PROVIDED ENTRIES: Begin

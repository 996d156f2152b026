//! Identifier normalization for Fediverse handles and profile URLs.
//!
//! Users type identities in many shapes: `https://example.social/users/alice`,
//! `acct:alice@example.social`, `alice@example.social` or `@alice@example.social`.
//! [`normalize`] maps all of them onto the two forms the rest of the crate accepts,
//! and rejects everything else without touching the network.

use regex::Regex;
use serde::Serialize;
use std::fmt;
use std::sync::LazyLock;
use url::Url;

/// `user@domain` with an optional leading `@`, nothing else.
static HANDLE_PATTERN: LazyLock<Regex> =
    LazyLock::new(|| Regex::new(r"^@?([^@]+)@([^@]+)$").unwrap());

/// Which of the two accepted shapes a [`NormalizedIdentifier`] has
#[derive(Debug, Clone, Copy, PartialEq, Eq)]
pub enum IdentifierKind {
    /// An `http://` or `https://` URL pointing at a profile or actor
    Url,
    /// An `acct:user@domain` discovery handle
    Acct,
}

/// An identifier in one of the two canonical forms.
///
/// Only [`normalize`] constructs these, so holding one means the string either
/// starts with `http://`/`https://` or with `acct:`.
#[derive(Debug, Clone, PartialEq, Eq, Hash, Serialize)]
#[serde(transparent)]
pub struct NormalizedIdentifier(String);

impl NormalizedIdentifier {
    pub fn as_str(&self) -> &str {
        &self.0
    }

    pub fn into_string(self) -> String {
        self.0
    }

    pub fn kind(&self) -> IdentifierKind {
        if self.0.starts_with("acct:") {
            IdentifierKind::Acct
        } else {
            IdentifierKind::Url
        }
    }

    pub fn is_acct(&self) -> bool {
        self.kind() == IdentifierKind::Acct
    }

    /// Split an `acct:` identifier into `(user, domain)` at the first `@` after
    /// position 0. Returns `None` for URL identifiers and for handles without `@`.
    pub fn acct_parts(&self) -> Option<(&str, &str)> {
        if !self.is_acct() {
            return None;
        }
        let at = self.0[1..].find('@')? + 1;
        Some((&self.0["acct:".len()..at], &self.0[at + 1..]))
    }

    /// The authority the WebFinger request for this identifier is sent to.
    ///
    /// For `acct:user@domain` this is everything after the separating `@`
    /// (including any port). For URLs it is the host, plus the port when it is
    /// not the scheme default.
    pub fn discovery_host(&self) -> Option<String> {
        match self.kind() {
            IdentifierKind::Acct => self.acct_parts().map(|(_, domain)| domain.to_string()),
            IdentifierKind::Url => {
                let url = Url::parse(&self.0).ok()?;
                let host = url.host_str()?;
                Some(match url.port() {
                    Some(port) => format!("{}:{}", host, port),
                    None => host.to_string(),
                })
            }
        }
    }
}

impl fmt::Display for NormalizedIdentifier {
    fn fmt(&self, f: &mut fmt::Formatter<'_>) -> fmt::Result {
        f.write_str(&self.0)
    }
}

impl AsRef<str> for NormalizedIdentifier {
    fn as_ref(&self) -> &str {
        &self.0
    }
}

/// Normalize a user-supplied identifier.
///
/// Rules, first match wins:
/// 1. `http://...` and `https://...` are returned unchanged
/// 2. `acct:...` is returned unchanged
/// 3. `user@domain` or `@user@domain` (exactly one separating `@`) becomes
///    `acct:user@domain`
///
/// Anything else yields `None`.
pub fn normalize(candidate: &str) -> Option<NormalizedIdentifier> {
    if candidate.starts_with("http://") || candidate.starts_with("https://") {
        return Some(NormalizedIdentifier(candidate.to_string()));
    }

    if candidate.starts_with("acct:") {
        return Some(NormalizedIdentifier(candidate.to_string()));
    }

    let captures = HANDLE_PATTERN.captures(candidate)?;
    Some(NormalizedIdentifier(format!(
        "acct:{}@{}",
        &captures[1], &captures[2]
    )))
}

PROVIDED ENTRIES: End

# YOUR OBJECTIVE
In the lines above, locate the string "this". Copy every line where it occurs.

# YOUR RESPONSE
    /// The authority the WebFinger request for this identifier is sent to.
    /// For `acct:user@domain` this is everything after the separating `@`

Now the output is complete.